Nowadays, I find it difficult to work with Wendy. She seems to be very angry with me but refuse to tell me the reason. KNS! I hate it lor! I hate it when people are upset with me and yet they refuse to tell me the reason! If you are unhappy about anything about me, please tell me! I am not God okay?! So I don't know what are you unhappy about.

To all my friends, sorry that I have upset you guys. I know that you do care about me but there are certain things I do not know how to say. So that is why I always seems to go to those places. Part of it is actually to see how the place look like. But that is also the only place where I could feel happy tempoary. My god-brother seems to be irritate with me nowadays and I do not know why. I do not dare to ask him. I only know that he is worried that I have been to those kind of place often. When my friend told me something about my god-brother that day, I was very upset. As I am a person who do not know how to express myself well, this makes me very fustrated with myself.

Quite alot of things has been happening around me recently and some of these things I cannot accept it as it happened too fast! But again, I have no one to turn to. Feeling very confuse and upset. Things seems to start falling apart. I wanted to cry but I couldn't. I could only endure the pain in my heart. When I saw a empty beer bottle lying around on the streets, I had this urge to use it to...do things in a crazy manner that no one could imagine. But something stop me. In the end I just walk away without taking the bottle. The hurt and disappointment is just too much! Things change too suddenly. People change suddenly(including me). I feel very lost with no one to guide me anymore. Again, I did not pray. Cos I know that it won't help. Things happened way too fast and there's no turning back. I told some of my friends before,"Don't be surprise if one day you see me break down infront of you suddenly".

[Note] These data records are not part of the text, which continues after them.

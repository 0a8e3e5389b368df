//! Configuration validation.
//!
//! Missing credentials and out-of-range values are fatal at startup.

use thiserror::Error;

use crate::config::{ChatConfig, Config, LlmConfig, ObservabilityConfig, TelegramConfig};

/// Configuration validation error.
#[derive(Debug, Error)]
pub enum ValidationError {
    #[error("Missing required field: {field}")]
    MissingField { field: String },

    #[error("Invalid value for {field}: {reason}")]
    InvalidValue { field: String, reason: String },

    #[error("Multiple validation errors: {0:?}")]
    Multiple(Vec<ValidationError>),
}

/// Result type for validation operations.
pub type ValidationResult<T> = Result<T, ValidationError>;

/// Trait for validatable configuration sections.
pub trait Validate {
    /// Validate this configuration section.
    fn validate(&self) -> ValidationResult<()>;
}

impl Validate for Config {
    fn validate(&self) -> ValidationResult<()> {
        let mut errors: Vec<ValidationError> = [
            self.telegram.validate(),
            self.llm.validate(),
            self.chat.validate(),
            self.observability.validate(),
        ]
        .into_iter()
        .filter_map(Result::err)
        .collect();

        if errors.is_empty() {
            Ok(())
        } else if errors.len() == 1 {
            Err(errors.remove(0))
        } else {
            Err(ValidationError::Multiple(errors))
        }
    }
}

impl Validate for TelegramConfig {
    fn validate(&self) -> ValidationResult<()> {
        if self.bot_token.trim().is_empty() {
            return Err(ValidationError::MissingField {
                field: "telegram.bot_token".into(),
            });
        }
        Ok(())
    }
}

impl Validate for LlmConfig {
    fn validate(&self) -> ValidationResult<()> {
        if self.api_key.trim().is_empty() {
            return Err(ValidationError::MissingField {
                field: "llm.api_key".into(),
            });
        }
        if !(0.0..=2.0).contains(&self.temperature) {
            return Err(ValidationError::InvalidValue {
                field: "llm.temperature".into(),
                reason: format!("{} is outside 0.0..=2.0", self.temperature),
            });
        }
        if self.max_reply_tokens == 0 {
            return Err(ValidationError::InvalidValue {
                field: "llm.max_reply_tokens".into(),
                reason: "must be greater than 0".into(),
            });
        }
        if !self.base_url.starts_with("http://") && !self.base_url.starts_with("https://") {
            return Err(ValidationError::InvalidValue {
                field: "llm.base_url".into(),
                reason: format!("'{}' is not an http(s) URL", self.base_url),
            });
        }
        Ok(())
    }
}

impl Validate for ChatConfig {
    fn validate(&self) -> ValidationResult<()> {
        let command = self.chat_command.trim();
        if command.is_empty() || command.contains(char::is_whitespace) {
            return Err(ValidationError::InvalidValue {
                field: "chat.chat_command".into(),
                reason: "must be a single non-empty word".into(),
            });
        }
        Ok(())
    }
}

impl Validate for ObservabilityConfig {
    fn validate(&self) -> ValidationResult<()> {
        const LEVELS: &[&str] = &["trace", "debug", "info", "warn", "error"];
        if !LEVELS.contains(&self.log_level.to_lowercase().as_str()) {
            return Err(ValidationError::InvalidValue {
                field: "observability.log_level".into(),
                reason: format!("unknown level '{}'", self.log_level),
            });
        }
        if self.log_format != "json" && self.log_format != "pretty" {
            return Err(ValidationError::InvalidValue {
                field: "observability.log_format".into(),
                reason: format!("unknown format '{}'", self.log_format),
            });
        }
        Ok(())
    }
}
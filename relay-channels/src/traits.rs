//! Channel traits for implementing channel adapters.

use crate::message::{ConversationId, IncomingMessage, MessageHandle, ReplyTarget};
use async_trait::async_trait;

/// Result type for channel operations.
pub type ChannelResult<T> = Result<T, ChannelError>;

/// Channel error type.
#[derive(Debug, thiserror::Error)]
pub enum ChannelError {
    #[error("Authentication failed: {0}")]
    Auth(String),

    #[error("Connection failed: {0}")]
    Connection(String),

    #[error("Rate limited: retry after {retry_after_secs} seconds")]
    RateLimited { retry_after_secs: u64 },

    /// The platform answered but refused the call.
    #[error("API error ({code}): {description}")]
    Api { code: i64, description: String },

    #[error("Message send failed: {0}")]
    SendFailed(String),
}

impl ChannelError {
    /// Whether the platform rejected the rich-text markup of the message.
    pub fn is_markup_rejected(&self) -> bool {
        matches!(self, Self::Api { code: 400, description } if description.contains("parse entities"))
    }

    /// Whether an edit was refused because the content is unchanged.
    pub fn is_not_modified(&self) -> bool {
        matches!(self, Self::Api { code: 400, description } if description.contains("message is not modified"))
    }
}

/// Fallback applied to get a write through.
#[derive(Debug, Clone, Copy, PartialEq, Eq, Default)]
pub enum Degradation {
    /// Delivered as requested.
    #[default]
    None,
    /// Rich text was rejected, delivered as plain text.
    PlainText,
    /// An update failed; the old message was replaced by a new one.
    Republished,
}

/// Result of a successful write.
#[derive(Debug, Clone, Copy, PartialEq, Eq)]
pub struct Delivery {
    pub handle: MessageHandle,
    pub degradation: Degradation,
}

impl Delivery {
    pub const fn new(handle: MessageHandle, degradation: Degradation) -> Self {
        Self {
            handle,
            degradation,
        }
    }

    pub const fn direct(handle: MessageHandle) -> Self {
        Self::new(handle, Degradation::None)
    }
}

/// Low-level message primitives the relay drives.
///
/// Implementations sanitize outbound text themselves; callers pass the raw
/// model output.
#[async_trait]
pub trait MessageSink: Send + Sync {
    /// Publish a new message.
    async fn publish(&self, target: &ReplyTarget, text: &str) -> ChannelResult<Delivery>;

    /// Replace the text of a delivered message.
    async fn update(&self, handle: &MessageHandle, text: &str) -> ChannelResult<Delivery>;

    /// Delete a delivered message.
    async fn delete(&self, handle: &MessageHandle) -> ChannelResult<()>;

    /// Show a "typing" indicator in the conversation.
    async fn notify_typing(&self, conversation: ConversationId) -> ChannelResult<()>;

    /// Send a one-off text, split across several messages when too long.
    async fn send_text(&self, target: &ReplyTarget, text: &str) -> ChannelResult<()>;
}

/// Channel adapter trait.
///
/// Implement this trait to add support for a new messaging channel.
#[async_trait]
pub trait Channel: Send + Sync {
    /// Get the channel name.
    fn name(&self) -> &'static str;

    /// Initialize the channel (connect, authenticate, etc.).
    async fn init(&mut self) -> ChannelResult<()>;

    /// Start listening for incoming messages.
    ///
    /// Runs until the surrounding task is dropped, calling `callback` for
    /// every text message.
    async fn listen<F>(&self, callback: F) -> ChannelResult<()>
    where
        F: Fn(IncomingMessage) + Send + Sync + 'static;

    /// Shutdown the channel gracefully.
    async fn shutdown(&self) -> ChannelResult<()>;
}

I do not really know how long can I really endure all these. My heart is in pain and I am really bothered about the whole thing. Feeling that my life is in a mess. Haiz..back to the old days..where everything seems to be in a mess and that I've ruin my own life after certain incidents which again I could not state here. I'm starting to lose my grip onto "Him". I could not really feel His presence but somehow I have a feeling that He is weeping. Been losing appetite these two days. Didn't really eat much. Problems after problems came onto me. Father! Why is all these happening?!

I have applied for leave for a day on next week. I was thinking of going out and walk around myself the whole day. I have planned what I am going to do on the day that I applied for leave. Although it's a meanlingless day. But I will go out and maybe walk around certain places which I have not get a chance to walk by - Alone. Wendy complain to me some days ago,"Oei! How come you have so many leaves unclaimed?! Better clear all your leaves leh! Stack up till so much!"In my mind, I was shouting at her,"Ai le huan lo?!(Need you to care?! in hokkien)I don't have a chance to clear my leaves cannot ah!? Then now I take leave so what's your problem that you are not happy about?!"KNS! See me also angry now I applied for leave also angry! What exactly do you want?!"Feel like throwing a chair at her face! But I know it will definitely break the showcase display behind her if my aiming is poor. I just crunch my fist and stare at her for awhile before I continue with my work.

When Peter came to shop during the evening, his mood was not good. First time see him so angry. But still I told him about my leave that I have claimed. I had claimed another day after the next week for Angel's Birthday. He then said,"Ai ya! Don't know lah! You all go and settle yourselves!"Good mah! Don't need to see me for 2 days not good meh? If one day I stack my leaves till 2 weeks and claim one week off to go holiday with Nor then I see whether you'll cry or not! Nor told me some weeks before that she want me to accompany her to go Melbourne or England. She ask me to save money to go holiday for a week with her. I told her that I'll consider but I know most likely I will not go. I had never travel overseas without my parents before so I feel quite whierd travelling with a friend overseas. She said,"Eh! Don't like that leh! Company me to go lah. We save money together then we go okay?"I still feel quite uneasy going overseas with a friend.

I think I'll end here for now. Will blog again soon I guess?